The MKARNS is 445 miles long and stretches from the Port of Catoosa near Tulsa, Oklahoma, downstream to the confluence of the Mississippi River in southeast Arkansas. The project area resides completely within USACE federal property and will not involve in any part of the Arkansas River. However, it will use a part of the Sheppard Island Public Use Area as a temporary lay down area for repair and construction equipment and for place of where the mitigation would occur.
The area of water that ESLD controls and maintains begins at ESLD and proceeds upstream to Maynard L&D at nautical mile 86. The authorized purpose of the ESLD is to provide for navigation with the larger MKARNS having to support for recreation, fish and wildlife, water supply, and irrigation.
The purpose is to increase protection and resilience of the left embankment from erosion and scouring during future flood events.

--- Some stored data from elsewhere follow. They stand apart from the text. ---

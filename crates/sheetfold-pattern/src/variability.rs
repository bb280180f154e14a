//! The variability tree: the skeleton of a parse tree that leads to its
//! variable reference occurrences, and the binder that lays it over another
//! parse tree.

use rustc_hash::FxHashMap;
use smallvec::SmallVec;
use sheetfold_common::CellReference;
use sheetfold_parse::{NodeId, NodeRef, ParseTree};

use crate::compat::Bindings;
use crate::error::{PatternError, Result};
use crate::resolve::ParsePath;

/// Parse-tree node → pattern reference it stands for.
pub type NodeBinding = FxHashMap<NodeId, CellReference>;

#[derive(Debug, Clone, Default, PartialEq, Eq)]
struct VNode {
    /// (child index, arena slot), ascending by child index.
    children: SmallVec<[(u32, u32); 4]>,
    reference: Option<CellReference>,
}

/// Trie over parse paths whose leaves carry the pattern's references.
///
/// Only built by [`extract_variability`] from the bindings of a compatible
/// pair, so a tree in hand is proof of compatibility for some offset.
#[derive(Debug, Clone, PartialEq, Eq)]
pub struct VariabilityTree {
    nodes: Vec<VNode>,
}

impl VariabilityTree {
    fn with_root() -> Self {
        VariabilityTree {
            nodes: vec![VNode::default()],
        }
    }

    fn insert(&mut self, path: &[u32], reference: CellReference) {
        let mut at = 0usize;
        for &step in path {
            let children = &self.nodes[at].children;
            at = match children.binary_search_by_key(&step, |(i, _)| *i) {
                Ok(pos) => children[pos].1 as usize,
                Err(pos) => {
                    let slot = self.nodes.len() as u32;
                    self.nodes.push(VNode::default());
                    self.nodes[at].children.insert(pos, (step, slot));
                    slot as usize
                }
            };
        }
        self.nodes[at].reference = Some(reference);
    }

    /// Number of variable reference occurrences.
    pub fn leaf_count(&self) -> usize {
        self.nodes.iter().filter(|n| n.reference.is_some()).count()
    }

    /// No variable occurrences: a constant or fully anchored formula.
    pub fn is_empty(&self) -> bool {
        self.leaf_count() == 0
    }

    /// (path, reference) for every leaf, in path order.
    pub fn leaves(&self) -> Vec<(ParsePath, &CellReference)> {
        let mut out = Vec::with_capacity(self.leaf_count());
        let mut path = ParsePath::new();
        self.collect_leaves(0, &mut path, &mut out);
        out
    }

    fn collect_leaves<'a>(
        &'a self,
        at: usize,
        path: &mut ParsePath,
        out: &mut Vec<(ParsePath, &'a CellReference)>,
    ) {
        let node = &self.nodes[at];
        if let Some(reference) = &node.reference {
            out.push((path.clone(), reference));
        }
        for &(step, slot) in &node.children {
            path.push(step);
            self.collect_leaves(slot as usize, path, out);
            path.pop();
        }
    }

    /// Find the nodes of `tree` that play the role of this pattern's leaves.
    ///
    /// Only the branches recorded in the pattern are walked, and offsets are
    /// not re-checked: `tree` is expected to be a member of the run the pattern
    /// came from. A tree that cannot host the pattern gives
    /// [`PatternError::Binding`].
    pub fn bind(&self, tree: &ParseTree) -> Result<NodeBinding> {
        let mut out = NodeBinding::default();
        let mut path = ParsePath::new();
        self.bind_node(0, tree.root(), &mut path, &mut out)?;
        Ok(out)
    }

    fn bind_node(
        &self,
        at: usize,
        node: NodeRef<'_>,
        path: &mut ParsePath,
        out: &mut NodeBinding,
    ) -> Result<()> {
        let vnode = &self.nodes[at];
        if let Some(reference) = &vnode.reference {
            if !node.is_cell_ref() {
                return Err(PatternError::Binding { path: path.clone() });
            }
            out.insert(node.id(), reference.clone());
        }
        for &(step, slot) in &vnode.children {
            path.push(step);
            let Some(child) = node.child(step as usize) else {
                return Err(PatternError::Binding { path: path.clone() });
            };
            self.bind_node(slot as usize, child, path, out)?;
            path.pop();
        }
        Ok(())
    }
}

/// Build the variability tree of a compatible pair, together with its distinct
/// references sorted into canonical parameter order.
pub fn extract_variability(bindings: &Bindings) -> (VariabilityTree, Vec<CellReference>) {
    let mut tree = VariabilityTree::with_root();
    let mut references: Vec<CellReference> = Vec::with_capacity(bindings.len());
    for (path, reference) in bindings.iter() {
        tree.insert(path, reference.clone());
        references.push(reference.clone());
    }
    references.sort();
    references.dedup();
    (tree, references)
}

The need for the Proposed Action arises from the 2019 flood event, after which temporary measures were put in place, however, a more permanent solution is needed as the current solution does not adequately protect against larger flood events. Without increased protection, the embankment that ties in the lock, dam and road are at a higher risk of substantial damage during future flood events.
1.1. Scope of the Action
The project’s scope is to implement permanent repairs to the left embankment at ESLD. The project is a follow up effort resulting from unfiltered seepage through the embankment found on the downstream face of the left embankment. The work would consist of removal and replacement and or installation of impermeable materials, random fill, scour protection, and pavement materials to restore the left embankment to original design intent based on the dimensions, plans, and specifications. The design intent is to provide an embankment to design grade resilient against internal erosion failure modes such as backwards erosion piping (BEP) armored sufficiently to protect against external erosion (overtopping, scour, wave- action.) Additionally, 1.6 acres of bottomland hardwood forest (BHF) would need to be cleared to prevent future void formation in the embankment materials and to allow for the safe passage of emergency vessels. Work may require excavation, grading specified soil and rock, meeting specified compaction of soil and rock, placement of geosynthetics, and cutting, clearing, and grubbing trees, shrubs, and other tall vegetation.
Mitigation for the loss of 1.6 acres of BHF would occur via planting and maintaining 1.75 acres of fallow field to BHF within the Sheppard Island Public Use Area.